Intro to Graph Theory & Distribution
The concept that you are 6+ contacts away from anyone on earth has made it’s way into the general lexicon under the alias ‘6 Degrees of Separation’. If you aren’t familiar with the idea, the shortest possible description is above, but the slightly more elaborated explanation of the idea stems from something called Graph Theory and the study of networks.
Why should you care?
We live in a world more connected than ever. With a basic understanding of this concept, you can take stock in the idea and build bonds across the world that will change your life. Grandiose? Perhaps, but lucky for us, grand isn’t mutually exclusive from true.
What is Graph Theory?
Graph theory is the study of graphs, which are structures used to model relations between objects. A graph in this context is made up of nodes which are connected by edges. — Paraphrased, Wikipedia
In the example below, picture yourself as a ‘node’ and the relationships you share with others an ‘edge’.
Now let’s jump to an analogy based on a RAND Corp. Study that introduced us to the idea of ‘Decentralization’ in a graph.
RAND Corp completed this study sponsored by the United States Air Force under the context of exploring models to improve the security of communications networks.
I encourage you to continue however, viewing yourself as a node in the above 3 examples and consider the real world value that could come of building new edges not only between yourself and others, but also between other nodes in your network. The value of the latter may be intangible compared to the former, but returning to the conclusion of the initial case study most broadly - building a distributed network around yourself will create a more secure ecosystem to enable the flow of information.

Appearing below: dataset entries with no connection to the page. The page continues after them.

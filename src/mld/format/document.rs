//! MLD container header parsing and document assembly.
//!
//! # Container Structure
//! ```text
//! 0x00 [4 bytes] magic "melo"
//! 0x04 [4 bytes] declared size (total container size - 8)
//! 0x08 [2 bytes] metadata section size + 3
//! 0x0A [1 byte]  data type (major)
//! 0x0B [1 byte]  data type (minor)
//! 0x0C [1 byte]  number of tracks
//! 0x0D [N bytes] metadata chunks (tag + u16 size + payload)
//!      [...]     track chunks (tag + u32 size + payload) or trailing text
//! ```
//!
//! All integers are big-endian.

use byteorder::{BigEndian, ByteOrder};
use indexmap::IndexMap;
use log::{debug, trace};

use super::chunk::{self, ChunkLayout, Record};
use crate::mld::types::error::{MldError, Result, Section};
use crate::mld::types::models::{MldDocument, TrackChunk};

/// Marker every container starts with.
pub const MAGIC: &[u8; 4] = b"melo";

/// Fixed header length; the metadata section starts right after it.
pub const HEADER_LEN: usize = 0x0D;

/// The metadata size field counts three header bytes (type and track count).
const META_SIZE_BIAS: i64 = 3;

/// The fixed-position header fields.
#[derive(Debug, Clone, Copy, PartialEq, Eq)]
pub struct Header {
    /// Raw field at 0x04.
    pub declared_size: u32,
    /// Raw field at 0x08.
    pub meta_size_field: u16,
    pub data_type_major: u8,
    pub data_type_minor: u8,
    pub number_of_tracks: u8,
}

impl Header {
    /// Parses the 13-byte header after checking the magic marker.
    pub fn parse(buffer: &[u8]) -> Result<Self> {
        if !buffer.starts_with(MAGIC) {
            return Err(MldError::InvalidMagic {
                found: buffer[..buffer.len().min(MAGIC.len())].to_vec(),
            });
        }
        if buffer.len() < HEADER_LEN {
            return Err(MldError::Truncated {
                context: "header",
                needed: HEADER_LEN,
                available: buffer.len(),
            });
        }
        Ok(Self {
            declared_size: BigEndian::read_u32(&buffer[0x04..0x08]),
            meta_size_field: BigEndian::read_u16(&buffer[0x08..0x0A]),
            data_type_major: buffer[0x0A],
            data_type_minor: buffer[0x0B],
            number_of_tracks: buffer[0x0C],
        })
    }

    /// Total container size the header claims.
    pub fn file_size(&self) -> u64 {
        u64::from(self.declared_size) + 8
    }

    /// Metadata section size in bytes; negative for corrupt headers.
    pub fn data_info_size(&self) -> i64 {
        i64::from(self.meta_size_field) - META_SIZE_BIAS
    }

    /// Byte range of the metadata section, checked against `buffer_len`.
    pub fn metadata_range(&self, buffer_len: usize) -> Result<std::ops::Range<usize>> {
        let size = usize::try_from(self.data_info_size()).map_err(|_| MldError::MisalignedSection {
            section: Section::Metadata,
            expected: self.data_info_size(),
            consumed: 0,
        })?;
        let end = HEADER_LEN + size;
        if buffer_len < end {
            return Err(MldError::Truncated {
                context: "metadata section",
                needed: end,
                available: buffer_len,
            });
        }
        Ok(HEADER_LEN..end)
    }
}

/// Reads the declared container size at the start of `buffer` without any
/// other validation. `None` if fewer than 8 bytes are available.
pub fn peek_file_size(buffer: &[u8]) -> Option<u64> {
    buffer
        .get(0x04..0x08)
        .map(|field| u64::from(BigEndian::read_u32(field)) + 8)
}

/// Decodes one MLD container.
///
/// The track section runs to the end of `buffer`; callers carving from a
/// larger host buffer slice it to the candidate span first.
///
/// # Errors
/// - [`MldError::InvalidMagic`] if the buffer does not start with `melo`
/// - [`MldError::Truncated`] if the header, metadata section or a chunk
///   payload reaches past the available bytes
/// - [`MldError::InvalidTag`] for a malformed tag in the metadata section
/// - [`MldError::MisalignedSection`] if a section is not consumed exactly
pub fn decode(buffer: &[u8]) -> Result<MldDocument> {
    let header = Header::parse(buffer)?;
    trace!("MLD header: {:?}", header);

    let meta_range = header.metadata_range(buffer.len())?;
    let meta_end = meta_range.end;

    let (meta_records, _) = chunk::read_chunks(&buffer[meta_range], &ChunkLayout::METADATA, HEADER_LEN)?;
    let mut metadata_chunks = IndexMap::with_capacity(meta_records.len());
    for record in meta_records {
        if let Record::Chunk(chunk) = record {
            if metadata_chunks.insert(chunk.tag, chunk.payload).is_some() {
                debug!("Duplicate metadata tag '{}', keeping the last value", chunk.tag);
            }
        }
    }

    let (track_records, _) = chunk::read_chunks(&buffer[meta_end..], &ChunkLayout::TRACKS, meta_end)?;
    let tracks = track_records
        .into_iter()
        .map(|record| match record {
            Record::Chunk(chunk) => TrackChunk::Chunk(chunk),
            Record::Text(text) => TrackChunk::UnknownText(text),
        })
        .collect();

    Ok(MldDocument {
        file_size: header.file_size(),
        data_type_major: header.data_type_major,
        data_type_minor: header.data_type_minor,
        number_of_tracks: header.number_of_tracks,
        metadata_chunks,
        tracks,
    })
}

#[cfg(test)]
mod tests {
    use super::*;
    use crate::mld::types::models::{ChunkTag, DataTypeMajor, DataTypeMinor};

    fn minimal() -> Vec<u8> {
        let mut buf = b"melo".to_vec();
        buf.extend_from_slice(&12u32.to_be_bytes());
        buf.extend_from_slice(&10u16.to_be_bytes());
        buf.extend_from_slice(&[2, 1, 0]);
        buf.extend_from_slice(b"titl\x00\x01A");
        buf
    }

    #[test]
    fn decodes_minimal_container() {
        let buf = minimal();
        assert_eq!(buf.len(), 20);
        let doc = decode(&buf).unwrap();
        assert_eq!(doc.file_size, 20);
        assert_eq!(doc.major_type(), DataTypeMajor::Music);
        assert_eq!(doc.minor_type(), DataTypeMinor::All);
        assert_eq!(doc.number_of_tracks, 0);
        assert_eq!(doc.metadata(b"titl"), Some(&b"A"[..]));
        assert!(doc.tracks.is_empty());
    }

    #[test]
    fn rejects_wrong_or_short_magic() {
        assert!(matches!(decode(b"mel"), Err(MldError::InvalidMagic { .. })));
        assert!(matches!(decode(b"MELO\x00\x00\x00\x00"), Err(MldError::InvalidMagic { .. })));
    }

    #[test]
    fn short_header_is_truncated() {
        let buf = minimal();
        assert!(matches!(decode(&buf[..12]), Err(MldError::Truncated { context: "header", .. })));
    }

    #[test]
    fn metadata_past_buffer_is_truncated() {
        let mut buf = minimal();
        buf[0x09] = 0xFF;
        assert!(matches!(decode(&buf), Err(MldError::Truncated { context: "metadata section", .. })));
    }

    #[test]
    fn metadata_size_below_bias_is_misaligned() {
        let mut buf = minimal();
        buf[0x08] = 0;
        buf[0x09] = 1;
        match decode(&buf) {
            Err(MldError::MisalignedSection { section, expected, .. }) => {
                assert_eq!(section, Section::Metadata);
                assert_eq!(expected, -2);
            }
            other => panic!("unexpected result: {other:?}"),
        }
    }

    #[test]
    fn repeated_metadata_tag_keeps_first_position_last_value() {
        let mut buf = b"melo\x00\x00\x00\x00".to_vec();
        let meta = b"titl\x00\x01Avers\x00\x040300titl\x00\x01B";
        buf.extend_from_slice(&(meta.len() as u16 + 3).to_be_bytes());
        buf.extend_from_slice(&[1, 0, 1]);
        buf.extend_from_slice(meta);
        let doc = decode(&buf).unwrap();
        let tags: Vec<&str> = doc.metadata_chunks.keys().map(ChunkTag::as_str).collect();
        assert_eq!(tags, ["titl", "vers"]);
        assert_eq!(doc.metadata(b"titl"), Some(&b"B"[..]));
    }

    #[test]
    fn peeks_declared_size() {
        assert_eq!(peek_file_size(&minimal()), Some(20));
        assert_eq!(peek_file_size(b"melo\x00"), None);
    }
}
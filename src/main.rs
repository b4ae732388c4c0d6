use clap::{Args, Parser, Subcommand};
use log::debug;
use mld_reader::mld::report;
use mld_reader::{
    decode, upgrade_to_mfi3, ExportOptions, ExportOutcome, Exporter, MldError, ReportOptions, ScanMode,
    ScanOptions,
};
use std::fs;
use std::path::{Path, PathBuf};
use std::process::ExitCode;
use walkdir::WalkDir;

#[derive(Parser)]
#[command(name = "mld")]
#[command(author, version, about = "Inspect, carve and edit MLD (MFi) ringtone files")]
struct Cli {
    /// Enable debug logging
    #[arg(short, long, global = true)]
    verbose: bool,

    #[command(subcommand)]
    command: Commands,
}

#[derive(Subcommand)]
enum Commands {
    /// Print the metadata of MLD files (directories are searched for *.mld)
    Info {
        #[arg(required = true)]
        paths: Vec<PathBuf>,

        /// List unknown metadata tags instead of failing on them
        #[arg(long)]
        lenient: bool,
    },

    /// Extract MLD containers embedded in arbitrary files
    Extract(ExtractArgs),

    /// Rewrite the version field to MFi 3.00, writing copies into MFi3/
    SetVersion {
        #[arg(required = true)]
        paths: Vec<PathBuf>,
    },
}

#[derive(Args)]
struct ExtractArgs {
    /// Host files or directories to scan
    #[arg(required = true)]
    paths: Vec<PathBuf>,

    /// Output directory (defaults to the scanned directory or the file's directory)
    #[arg(short, long)]
    output: Option<PathBuf>,

    /// Delete host files after extracting from them
    #[arg(short, long)]
    delete: bool,

    /// Accept candidates on header bounds alone and take the title by raw search
    #[arg(long)]
    heuristic: bool,

    /// Cut candidates that run past the end of the host file instead of rejecting them
    #[arg(long)]
    clamp: bool,

    /// Largest candidate size in bytes (0 disables the limit)
    #[arg(long, default_value_t = mld_reader::mld::carve::DEFAULT_MAX_CANDIDATE_SIZE)]
    max_size: u64,
}

fn main() -> ExitCode {
    let cli = Cli::parse();

    let default_filter = if cli.verbose { "debug" } else { "warn" };
    env_logger::Builder::from_env(env_logger::Env::default().default_filter_or(default_filter)).init();

    let all_ok = match cli.command {
        Commands::Info { paths, lenient } => run_info(&paths, &ReportOptions { strict: !lenient }),
        Commands::Extract(args) => run_extract(&args),
        Commands::SetVersion { paths } => run_set_version(&paths),
    };

    if all_ok {
        ExitCode::SUCCESS
    } else {
        ExitCode::FAILURE
    }
}

/// Expands directories into the files below them.
fn collect_files(path: &Path, only_mld: bool) -> Vec<PathBuf> {
    if !path.is_dir() {
        return vec![path.to_path_buf()];
    }
    WalkDir::new(path)
        .follow_links(true)
        .into_iter()
        .filter_map(|e| e.ok())
        .filter(|e| e.file_type().is_file())
        .map(|e| e.into_path())
        .filter(|p| !only_mld || has_mld_extension(p))
        .collect()
}

fn has_mld_extension(path: &Path) -> bool {
    path.extension()
        .and_then(|ext| ext.to_str())
        .is_some_and(|ext| ext.eq_ignore_ascii_case("mld"))
}

fn display_name(path: &Path) -> String {
    path.file_name()
        .map(|name| name.to_string_lossy().into_owned())
        .unwrap_or_else(|| path.display().to_string())
}

fn run_info(paths: &[PathBuf], options: &ReportOptions) -> bool {
    let mut all_ok = true;
    for file in paths.iter().flat_map(|p| collect_files(p, true)) {
        println!("\n[{}]", display_name(&file));
        let result = fs::read(&file)
            .map_err(MldError::from)
            .and_then(|bytes| decode(&bytes))
            .and_then(|doc| report::render(&doc, options));
        match result {
            Ok(text) => print!("{}", text),
            Err(e @ MldError::Io(_)) => {
                eprintln!("ERROR: {}", e);
                all_ok = false;
            }
            Err(e) if e.is_structural() => println!("It's not a mld. ({})", e),
            Err(e) => eprintln!("ERROR: {}", e),
        }
    }
    all_ok
}

fn run_extract(args: &ExtractArgs) -> bool {
    let scan = ScanOptions {
        mode: if args.heuristic { ScanMode::TitleHeuristic } else { ScanMode::Strict },
        max_candidate_size: (args.max_size > 0).then_some(args.max_size),
        clamp_to_buffer: args.clamp,
    };
    let exporter = Exporter::new();
    let mut all_ok = true;

    for input in &args.paths {
        let output_dir = match &args.output {
            Some(dir) => dir.clone(),
            None if input.is_dir() => input.clone(),
            None => input.parent().map(Path::to_path_buf).unwrap_or_default(),
        };
        let export = ExportOptions {
            output_dir,
            delete_source: args.delete,
        };

        // Collect up front so files written into the scanned directory are not rescanned.
        for file in collect_files(input, false) {
            let name = display_name(&file);
            match exporter.extract_file(&file, &scan, &export) {
                Ok(summary) if summary.found == 0 => println!("{}: There is no mld.", name),
                Ok(summary) => {
                    for outcome in &summary.outcomes {
                        match outcome {
                            ExportOutcome::Written(path) => println!("{}: done!", display_name(path)),
                            ExportOutcome::Duplicate { skipped, existing } => {
                                println!("Duplicate file found: {}", skipped.display());
                                println!("Matches existing file: {}", existing.display());
                            }
                        }
                    }
                    if summary.source_deleted {
                        println!("Deleted original file: {}", file.display());
                    }
                }
                Err(e) => {
                    eprintln!("ERROR: {}: {}", name, e);
                    all_ok = false;
                }
            }
        }
    }
    all_ok
}

fn run_set_version(paths: &[PathBuf]) -> bool {
    let mut all_ok = true;
    for path in paths {
        if let Err(e) = set_version_file(path) {
            match e {
                MldError::Io(_) => {
                    eprintln!("ERROR: {}: {}", display_name(path), e);
                    all_ok = false;
                }
                e if e.is_structural() => {
                    debug!("{} rejected: {}", path.display(), e);
                    println!("It's not a mld.");
                }
                e => eprintln!("ERROR: {}: {}", display_name(path), e),
            }
        }
    }
    all_ok
}

fn set_version_file(path: &Path) -> mld_reader::Result<()> {
    let mut data = fs::read(path)?;
    upgrade_to_mfi3(&mut data)?;

    let out_dir = path.parent().unwrap_or(Path::new("")).join("MFi3");
    fs::create_dir_all(&out_dir)?;
    let out_path = out_dir.join(path.file_name().unwrap_or(path.as_os_str()));
    fs::write(&out_path, data)?;
    println!("{}: done!", out_path.display());
    Ok(())
}
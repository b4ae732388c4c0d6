//! Foundational data structures, error types, and field interpretation.

pub mod error;
pub mod fields;
pub mod models;
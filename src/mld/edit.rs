//! In-place edits of a raw container buffer.
//!
//! The only supported edit rewrites the 4-byte `vers` payload. The buffer must
//! decode cleanly first; the chunk is then located by a raw byte search.

use byteorder::{BigEndian, ByteOrder};
use log::info;
use memchr::memmem;

use crate::mld::format::document;
use crate::mld::types::error::{MldError, Result};
use crate::mld::types::fields::tags;

/// `vers` payload for MFi 3.00.
pub const MFI3_VERSION: [u8; 4] = *b"0300";

/// Overwrites the `vers` payload of the container in `buffer`.
///
/// Returns the offset of the rewritten payload.
///
/// # Errors
/// - Any structural error if `buffer` is not a valid container
/// - [`MldError::MissingVersionField`] if no `vers` tag is present
/// - [`MldError::VersionFieldSize`] if the located chunk does not declare 4 bytes
pub fn set_version(buffer: &mut [u8], version: [u8; 4]) -> Result<usize> {
    document::decode(buffer)?;

    let tag_offset = memmem::find(buffer, &tags::VERSION).ok_or(MldError::MissingVersionField)?;
    let size_offset = tag_offset + tags::VERSION.len();
    let payload_offset = size_offset + 2;
    let size_field = buffer
        .get(size_offset..payload_offset)
        .map(BigEndian::read_u16)
        .ok_or(MldError::Truncated {
            context: "version size",
            needed: payload_offset,
            available: buffer.len(),
        })?;
    if size_field != 4 {
        return Err(MldError::VersionFieldSize { found: usize::from(size_field) });
    }

    let available = buffer.len();
    let payload = buffer
        .get_mut(payload_offset..payload_offset + 4)
        .ok_or(MldError::Truncated {
            context: "version payload",
            needed: payload_offset + 4,
            available,
        })?;
    payload.copy_from_slice(&version);
    info!("Rewrote version field at offset {:#x}", payload_offset);
    Ok(payload_offset)
}

/// Marks the container as MFi 3.00.
pub fn upgrade_to_mfi3(buffer: &mut [u8]) -> Result<usize> {
    set_version(buffer, MFI3_VERSION)
}

#[cfg(test)]
mod tests {
    use super::*;

    fn build(meta: &[u8]) -> Vec<u8> {
        let mut buf = b"melo".to_vec();
        buf.extend_from_slice(&((13 + meta.len()) as u32 - 8).to_be_bytes());
        buf.extend_from_slice(&(meta.len() as u16 + 3).to_be_bytes());
        buf.extend_from_slice(&[1, 0, 1]);
        buf.extend_from_slice(meta);
        buf
    }

    #[test]
    fn rewrites_version_payload() {
        let mut buf = build(b"titl\x00\x01Avers\x00\x040500");
        let offset = upgrade_to_mfi3(&mut buf).unwrap();
        assert_eq!(offset, 13 + 7 + 6);
        assert_eq!(&buf[offset..offset + 4], b"0300");
        let doc = document::decode(&buf).unwrap();
        assert_eq!(doc.metadata(b"vers"), Some(&b"0300"[..]));
    }

    #[test]
    fn refuses_without_version_tag() {
        let mut buf = build(b"titl\x00\x01A");
        assert!(matches!(upgrade_to_mfi3(&mut buf), Err(MldError::MissingVersionField)));
    }

    #[test]
    fn refuses_invalid_container_untouched() {
        let mut buf = build(b"vers\x00\x040500");
        buf[0] = b'M';
        let before = buf.clone();
        assert!(matches!(upgrade_to_mfi3(&mut buf), Err(MldError::InvalidMagic { .. })));
        assert_eq!(buf, before);
    }

    #[test]
    fn refuses_short_version_chunk() {
        let mut buf = build(b"vers\x00\x0205");
        assert!(matches!(upgrade_to_mfi3(&mut buf), Err(MldError::VersionFieldSize { found: 2 })));
    }
}
//! Codec layer for text carried inside MLD chunks.
//!
//! # Submodules
//!
//! - [`text`][]: Legacy Japanese (Shift_JIS / code page 932) decoding

pub mod text;
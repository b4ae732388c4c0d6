//! Typed interpretation of metadata chunks.
//!
//! The raw metadata mapping keeps every chunk verbatim. This module turns the
//! chunks with a known meaning into a fixed-shape [`MetadataFields`] value and
//! collects everything else in [`MetadataFields::unrecognized`].

use std::fmt;
use byteorder::{BigEndian, ByteOrder};
use chrono::NaiveDate;

use crate::mld::codec::text;
use super::models::{ChunkTag, MldDocument};

/// Well-known metadata tags.
pub mod tags {
    pub const TITLE: [u8; 4] = *b"titl";
    pub const SOURCE: [u8; 4] = *b"sorc";
    pub const VERSION: [u8; 4] = *b"vers";
    pub const DATE: [u8; 4] = *b"date";
    pub const COPYRIGHT: [u8; 4] = *b"copy";
    pub const NOTE: [u8; 4] = *b"note";
    pub const EXTENDED_STATUS: [u8; 4] = *b"exst";
    pub const GENERATOR: [u8; 4] = *b"supt";
    pub const PROVIDER: [u8; 4] = *b"prot";
    pub const AUTHOR: [u8; 4] = *b"auth";
    pub const AINF: [u8; 4] = *b"ainf";
    pub const THRD: [u8; 4] = *b"thrd";
    pub const CUE_POINT: [u8; 4] = *b"cuep";

    /// Every tag with an interpretation, in report order.
    pub const KNOWN: [[u8; 4]; 13] = [
        TITLE, SOURCE, VERSION, DATE, COPYRIGHT, GENERATOR, PROVIDER, NOTE,
        EXTENDED_STATUS, AUTHOR, AINF, THRD, CUE_POINT,
    ];

    pub fn is_known(tag: &[u8; 4]) -> bool {
        KNOWN.contains(tag)
    }
}

/// Where the content came from, taken from the upper 7 bits of `sorc`.
#[derive(Debug, Clone, Copy, PartialEq, Eq)]
pub enum Origin {
    NetworkDownload,
    TerminalInput,
    ExternalInterface,
    Unknown,
}

impl Origin {
    pub fn description(&self) -> &'static str {
        match self {
            Origin::NetworkDownload => "download from network",
            Origin::TerminalInput => "using terminal input function",
            Origin::ExternalInterface => "input using terminal external I/F",
            Origin::Unknown => "unknown",
        }
    }
}

/// Decoded `sorc` chunk.
#[derive(Debug, Clone, PartialEq, Eq)]
pub struct SourceInfo {
    /// The 7 origin bits, most significant first (e.g. `"0000001"`).
    pub bits: String,
    pub origin: Origin,
    /// Bit 7 of the bitstring, the protection flag.
    pub protected: bool,
}

impl SourceInfo {
    /// Interprets the payload as a bitstring; only its first byte carries meaning.
    pub fn parse(payload: &[u8]) -> Option<Self> {
        let first = *payload.first()?;
        let origin_bits = first >> 1;
        let origin = match origin_bits {
            0b000_0000 => Origin::NetworkDownload,
            0b000_0001 => Origin::TerminalInput,
            0b000_0010 => Origin::ExternalInterface,
            _ => Origin::Unknown,
        };
        Some(Self {
            bits: format!("{:07b}", origin_bits),
            origin,
            protected: first & 0x01 != 0,
        })
    }
}

/// Decoded `vers` chunk, e.g. `"0300"` for MFi 3.00.
#[derive(Debug, Clone, PartialEq, Eq)]
pub struct VersionField {
    pub raw: String,
    /// `(integer, fraction)` when the first four bytes are ASCII digits.
    pub number: Option<(u8, u8)>,
}

impl VersionField {
    pub fn parse(payload: &[u8]) -> Self {
        let raw = text::decode_sjis(payload);
        let number = payload
            .get(..4)
            .filter(|digits| digits.iter().all(u8::is_ascii_digit))
            .map(|d| ((d[0] - b'0') * 10 + (d[1] - b'0'), (d[2] - b'0') * 10 + (d[3] - b'0')));
        Self { raw, number }
    }
}

impl fmt::Display for VersionField {
    fn fmt(&self, f: &mut fmt::Formatter) -> fmt::Result {
        match self.number {
            Some((major, minor)) => write!(f, "{}.{:02}", major, minor),
            None => f.write_str(&self.raw),
        }
    }
}

/// Decoded `date` chunk. Falls back to the raw text when it is not `YYYYMMDD`.
#[derive(Debug, Clone, PartialEq, Eq)]
pub enum DateField {
    Parsed(NaiveDate),
    Raw(String),
}

impl DateField {
    pub fn parse(payload: &[u8]) -> Self {
        match text::decode_ascii(payload) {
            Some(s) => NaiveDate::parse_from_str(s, "%Y%m%d")
                .map(DateField::Parsed)
                .unwrap_or_else(|_| DateField::Raw(s.to_owned())),
            None => DateField::Raw(text::escape_bytes(payload)),
        }
    }
}

impl fmt::Display for DateField {
    fn fmt(&self, f: &mut fmt::Formatter) -> fmt::Result {
        match self {
            DateField::Parsed(date) => write!(f, "{}", date.format("%Y/%m/%d")),
            DateField::Raw(raw) => f.write_str(raw),
        }
    }
}

/// A big-endian unsigned length field (`note`, `exst`).
#[derive(Debug, Clone, PartialEq, Eq)]
pub struct IntegerField {
    pub bytes: Vec<u8>,
}

impl IntegerField {
    /// `None` if the payload is wider than 8 bytes.
    pub fn value(&self) -> Option<u64> {
        match self.bytes.len() {
            1..=8 => Some(BigEndian::read_uint(&self.bytes, self.bytes.len())),
            _ => None,
        }
    }
}

impl fmt::Display for IntegerField {
    fn fmt(&self, f: &mut fmt::Formatter) -> fmt::Result {
        match self.value() {
            Some(value) => write!(f, "{}", value),
            None => f.write_str(&text::escape_bytes(&self.bytes)),
        }
    }
}

/// Fixed-shape view of a document's metadata.
///
/// Chunks declared with size zero count as absent, except in `unrecognized`
/// which lists every unknown tag.
#[derive(Debug, Clone, Default, PartialEq, Eq)]
pub struct MetadataFields {
    pub title: Option<String>,
    pub source: Option<SourceInfo>,
    pub version: Option<VersionField>,
    pub date: Option<DateField>,
    pub copyright: Option<String>,
    pub generator: Option<String>,
    pub note_length: Option<IntegerField>,
    pub extended_status_length: Option<IntegerField>,
    pub provider: Option<Vec<u8>>,
    pub author: Option<Vec<u8>>,
    pub ainf: Option<Vec<u8>>,
    pub thrd: Option<Vec<u8>>,
    pub cue_point: Option<Vec<u8>>,
    pub unrecognized: Vec<(ChunkTag, Option<Vec<u8>>)>,
}

impl MetadataFields {
    pub fn from_document(doc: &MldDocument) -> Self {
        let get = |tag: [u8; 4]| doc.metadata(&tag);
        let owned = |tag: [u8; 4]| get(tag).map(<[u8]>::to_vec);

        Self {
            title: get(tags::TITLE).map(text::decode_sjis),
            source: get(tags::SOURCE).and_then(SourceInfo::parse),
            version: get(tags::VERSION).map(VersionField::parse),
            date: get(tags::DATE).map(DateField::parse),
            copyright: get(tags::COPYRIGHT).map(text::decode_sjis),
            generator: get(tags::GENERATOR).map(text::decode_sjis),
            note_length: owned(tags::NOTE).map(|bytes| IntegerField { bytes }),
            extended_status_length: owned(tags::EXTENDED_STATUS).map(|bytes| IntegerField { bytes }),
            provider: owned(tags::PROVIDER),
            author: owned(tags::AUTHOR),
            ainf: owned(tags::AINF),
            thrd: owned(tags::THRD),
            cue_point: owned(tags::CUE_POINT),
            unrecognized: doc
                .metadata_chunks
                .iter()
                .filter(|(tag, _)| !tags::is_known(tag.as_bytes()))
                .map(|(tag, payload)| (*tag, payload.clone()))
                .collect(),
        }
    }
}

#[cfg(test)]
mod tests {
    use super::*;

    #[test]
    fn source_bits_select_origin_and_protection() {
        let info = SourceInfo::parse(&[0b0000_0011]).unwrap();
        assert_eq!(info.bits, "0000001");
        assert_eq!(info.origin, Origin::TerminalInput);
        assert!(info.protected);

        let info = SourceInfo::parse(&[0b0000_0100]).unwrap();
        assert_eq!(info.origin, Origin::ExternalInterface);
        assert!(!info.protected);

        assert_eq!(SourceInfo::parse(&[0x00]).unwrap().origin, Origin::NetworkDownload);
        assert_eq!(SourceInfo::parse(&[0x80]).unwrap().origin, Origin::Unknown);
        assert_eq!(SourceInfo::parse(&[]), None);
    }

    #[test]
    fn version_formats_with_two_fraction_digits() {
        assert_eq!(VersionField::parse(b"0300").to_string(), "3.00");
        assert_eq!(VersionField::parse(b"0510").to_string(), "5.10");
        let odd = VersionField::parse(b"v3");
        assert_eq!(odd.number, None);
        assert_eq!(odd.to_string(), "v3");
    }

    #[test]
    fn date_falls_back_to_raw_text() {
        let date = DateField::parse(b"20040506");
        assert_eq!(date, DateField::Parsed(NaiveDate::from_ymd_opt(2004, 5, 6).unwrap()));
        assert_eq!(date.to_string(), "2004/05/06");
        assert_eq!(DateField::parse(b"20041345"), DateField::Raw("20041345".into()));
    }

    #[test]
    fn integer_fields_are_big_endian() {
        assert_eq!(IntegerField { bytes: vec![0x01, 0x02] }.value(), Some(258));
        assert_eq!(IntegerField { bytes: vec![0; 9] }.value(), None);
    }
}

“But Ben, I still don’t get why I should care” —
Folding the Graph
The most tangible reason to care about building edges between nodes in your network is because distributed graphs have a higher ROI when subjected to something called Graph Folding. In the image above, notice how all nodes across the three images are in the same location. Now picture yourself as the bottom left node.
In both the centralized and decentralized examples, that node has only one edge or relationship to the metaphor we’ve been carrying. Furthermore, if the graph was ‘folded’ across an axis, let’s say it’s to meet the upper right node, then the new resulting edges across the network may be disparate in the centralized example and serendipitous at best in the decentralized example.
In the distributed network however, not only does the specific node we’re looking at start with more connections, but in the event that the network folds, the newly resulting edges across the network will be far higher not to mention stronger because of the interconnectedness of the initial network graph.
“But Ben, I STILL, still don’t get why I should care” —
Hard work, integrity, industriousness, all these things no doubt matter. I can say first hand however that if they aren’t carried and promoted across a strong network then you are carrying a load twice as heavy through mud twice as deep- wherever it is you are headed.
Next week, I’m going to talk about some of the models that underlie games and how to apply them to the game we’re all playing now.
See you there.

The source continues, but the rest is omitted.